I had to sail from Yokohama into the path of a cat 3 typhoon back many years ago. It was the right call. I had more options out at sea and I certainly didn't want to be bottled up in Tokyo Bay with a monster storm bearing down on me.. It was pretty sporty when I got outside. I ended up running south for almost 20 hours before I could get around behind the storm and shape up on an easterly course for LA.. If ships stayed in port because of possibly encountering 'dirty weather' out at sea, maritime commerce worldwide would come to a halt.
It will be interesting to see what the data from the VDR reveals when it's recovered. Pray for the crew and their families.
It's amazing how small a 730' can be in big big seas.
On my 210', out at sea, you became painfully aware of how small you are, and how, if the sea wants you, it'll take you.
I hope people see a pattern here. People who have been sea and made these kinds of calls are universally agreeing that it isn't cut and dry, while those who sail a desk for a living are casting stones. It was a weakening tropical storm when El Faro left Jacksonville. The loss of the plant was probably another significant factor in all of this.
It really isn't that simple. Do you have a lay berth? If the storm hits Jacksonville will you be able to get out of the river in time? If you can't get out of Jacksonville where can you go to protect the ship?
Can you answer the above questions? Didn't think so.
At 20 knots and 735 feet you have options and in a lot of cases, the ship and crew can handle it. The Bounty leaked like a sieve and didn't have the options El Farro did when it left.

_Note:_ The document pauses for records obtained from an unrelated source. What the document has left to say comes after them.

// Per-switch port walk and counter harvest.
//
// Note: in PortCounters, PortCountersExtended, PortXmitDataSL and
// PortRcvDataSL, components that represent data (e.g. PortXmitData and
// PortRcvData) indicate octets divided by 4 rather than just octets.

use std::collections::HashMap;
use std::io;

use crate::bitops;
use crate::mad::fields::{self, port_info};
use crate::mad::{perf, IbMadPort};
use crate::netdisc::{DiscoveryConfig, RawNode};
use crate::nodenamemap::NodeNameMap;
use crate::types::{self, Counter, CounterValue, EXT_COUNTERS, STD_COUNTERS};

/// Retrieves all counters for a single port, resetting any standard
/// counter found above its configured threshold.
pub fn get_port_counters(
    transport: &mut IbMadPort,
    lid: u16,
    port_num: u8,
    conf: &DiscoveryConfig,
    threshold: u32,
) -> io::Result<HashMap<Counter, CounterValue>> {
    let mut counters: HashMap<Counter, CounterValue> = HashMap::new();

    // PerfMgt ClassPortInfo is a required attribute
    let cpi = perf::pma_query(
        transport,
        lid,
        port_num,
        perf::CLASS_PORT_INFO,
        conf.timeout_ms,
        conf.retries,
    )
    .map_err(|e| {
        io::Error::new(
            e.kind(),
            format!("Port {} CLASS_PORT_INFO query failed: {}", port_num, e),
        )
    })?;

    // Keep capMask in network byte order for easier bitwise operations
    // with the capability constants.
    let cap_mask = bitops::htons(fields::get_field(&cpi, fields::CPI_CAP_MASK) as u16);

    // Fetch standard (32 bit (or less)) counters
    match perf::pma_query(
        transport,
        lid,
        port_num,
        perf::IB_GSI_PORT_COUNTERS,
        conf.timeout_ms,
        conf.retries,
    ) {
        Ok(buf) => {
            let mut sel_mask: u32 = 0;

            for meta in STD_COUNTERS.iter() {
                if meta.counter == Counter::PortXmitWait
                    && cap_mask & fields::IB_PM_PC_XMIT_WAIT_SUP == 0
                {
                    continue; // Counter not supported
                }

                let value = fields::get_field(&buf, meta.field) as u32;
                counters.insert(meta.counter, CounterValue::Std(value));

                if value as u64 > meta.limit * threshold as u64 / 100 {
                    log::warn!(
                        "Port {} counter {} ({}) exceeds {}% of its limit {}",
                        port_num,
                        meta.counter,
                        value,
                        threshold,
                        meta.limit
                    );
                    sel_mask |= meta.select;
                }
            }

            if sel_mask > 0 {
                log::warn!(
                    "Resetting counters on lid {} port {}, select mask {:#x}",
                    lid,
                    port_num,
                    sel_mask
                );

                if let Err(e) = perf::pma_reset(
                    transport,
                    lid,
                    port_num,
                    sel_mask,
                    conf.timeout_ms,
                    conf.retries,
                ) {
                    log::error!("PortCounters reset failed: {}", e);
                }
            }
        }
        Err(e) => log::warn!("Port {} PORT_COUNTERS query failed: {}", port_num, e),
    }

    if cap_mask & fields::IB_PM_EXT_WIDTH_SUPPORTED == 0
        && cap_mask & fields::IB_PM_EXT_WIDTH_NOIETF_SUP == 0
    {
        // Pre-QDR hardware carries only the standard counters.
        log::warn!("Port {} does not support extended counters", port_num);
        return Ok(counters);
    }

    // Fetch extended (64 bit) counters
    match perf::pma_query(
        transport,
        lid,
        port_num,
        perf::IB_GSI_PORT_COUNTERS_EXT,
        conf.timeout_ms,
        conf.retries,
    ) {
        Ok(buf) => {
            for meta in EXT_COUNTERS.iter() {
                counters.insert(meta.counter, CounterValue::Ext(fields::get_field(&buf, meta.field)));
            }
        }
        Err(e) => log::warn!("Port {} PORT_COUNTERS_EXT query failed: {}", port_num, e),
    }

    Ok(counters)
}

/// Walks the ports of one switch node, classifying link state and
/// harvesting counters from active, linked ports.
pub fn walk_ports(
    node: &RawNode,
    transport: &mut IbMadPort,
    conf: &DiscoveryConfig,
    threshold: u32,
    nnmap: &NodeNameMap,
) -> Vec<types::Port> {
    log::debug!(
        "Node type: {}, node descr: {}, num. ports: {}, node GUID: {:#016x}",
        node.node_type,
        nnmap.remap_node_name(node.guid, &node.nodedesc),
        node.nports,
        node.guid
    );

    let mut ports: Vec<types::Port> = Vec::with_capacity(node.nports as usize + 1);

    // Ports are indexed by port number; any entry may be vacant, and
    // non-switch nodes have no management port at index 0.
    for port_num in 0..=node.nports {
        let port_arc = match node.ports.get(port_num as usize).and_then(|p| p.as_ref()) {
            Some(p) => p,
            None => continue,
        };

        let port = match port_arc.read() {
            Ok(p) => p,
            Err(e) => {
                log::error!("Skipping port {} with poisoned lock: {:?}", port_num, e);
                continue;
            }
        };

        let mut my_port = types::Port {
            num: port_num,
            guid: port.guid,
            ..Default::default()
        };

        let port_state = port.info.port_state();
        let phys_state = port.info.port_physical_state();

        // C14-24.2.1 states that a down port allows for invalid data to
        // be returned for all PortInfo components except PortState and
        // PortPhysicalState.
        if port_state == types::PortState::Down as u8 {
            ports.push(my_port);
            continue;
        }

        let link_width = port.info.link_width_active();
        my_port.link_width = Some(types::link_width_to_str(link_width as u64));

        // Extended speed support is advertised by the management port of
        // the containing switch.
        let cap_mask_src: port_info = if node.node_type == types::NodeType::Switch as u8 {
            node.ports
                .first()
                .and_then(|p| p.as_ref())
                .and_then(|p| p.read().ok().map(|g| g.info))
                .unwrap_or(port.info)
        } else {
            port.info
        };

        let cap_mask = bitops::htonl(cap_mask_src.cap_mask());

        let mut link_speed_ext = 0u8;
        if cap_mask & fields::IB_PORT_CAP_HAS_EXT_SPEEDS != 0 {
            link_speed_ext = port.info.link_speed_ext_active();
        }

        if link_speed_ext > 0 {
            my_port.link_speed = Some(types::link_speed_ext_to_str(link_speed_ext as u64));
        } else {
            let fdr10 = fields::get_field(&port.ext_info, fields::MLNX_EXT_PORT_LINK_SPEED_ACTIVE)
                & fields::FDR10;

            if fdr10 != 0 {
                my_port.link_speed = Some("FDR10".to_owned());
            } else {
                my_port.link_speed =
                    Some(types::link_speed_to_str(port.info.link_speed_active() as u64));
            }
        }

        log::debug!(
            "Port {}, port state: {}, phys state: {}, link width: {}, link speed: {}",
            port_num,
            types::port_state_to_str(port_state as u64),
            types::port_phys_state_to_str(phys_state as u64),
            my_port.link_width.as_deref().unwrap_or(""),
            my_port.link_speed.as_deref().unwrap_or("")
        );

        // Remote port may be absent while the port is polling / armed.
        if let Some(remote_arc) = port.remote_port.as_ref().and_then(|w| w.upgrade()) {
            if let Ok(remote) = remote_arc.read() {
                if let Some(remote_node_arc) = remote.parent.upgrade() {
                    if let Ok(remote_node) = remote_node_arc.read() {
                        my_port.remote_guid = remote_node.guid;
                        my_port.remote_desc =
                            nnmap.remap_node_name(remote_node.guid, &remote_node.nodedesc);
                    }
                }

                // Port counters will only be fetched if port is ACTIVE + LINKUP
                if port_state == types::PortState::Active as u8
                    && phys_state == types::PortPhysState::LinkUp as u8
                {
                    // Determine max width supported by both ends
                    let max_width = bitops::max_pow2_divisor(
                        port.info.link_width_supported() as u64,
                        remote.info.link_width_supported() as u64,
                    );

                    if link_width as u64 != max_width {
                        log::warn!(
                            "Port {} link width is not the max width supported by both ports",
                            port_num
                        );
                    }

                    match get_port_counters(transport, node.lid, port_num, conf, threshold) {
                        Ok(counters) => my_port.counters = counters,
                        Err(e) => {
                            log::error!("Cannot get counters for port {}: {}", port_num, e)
                        }
                    }
                }
            }
        }

        ports.push(my_port);
    }

    ports
}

It's easy to act indignant and decree how reckless the decision makers were only if you've never been in their shoes.
good points Beyond, particularly the lost of the plant.. I overlooked mentioning those facts in my previous post. Also from everything I can see the last known position of the EL FARO was actually outside the 'cone of uncertainty' for the storms forecast positions at the time contact was lost..
If the ship couldn't sit at the port for the reasons mentioned, then why not head due east or NE. I can understand getting caught heading south and then having the storm continue west.
The storm was tracking at less than 20 knots.
Being in port, in a storm, isn't always the best thing for a ship (or the port). In fact, we would make hurricane plans for harbors of refuge during hurricane season because our homeport just wasn't safe.
33 human lives would have been safer in port on land. Ships and harbors can be rebuilt, cargo can be replaced.
Coast Guard confirms human remains, unidentifiable, were found in one of the recovered survival suits.
***EDIT - the survival suit (and human remains) were not recovered.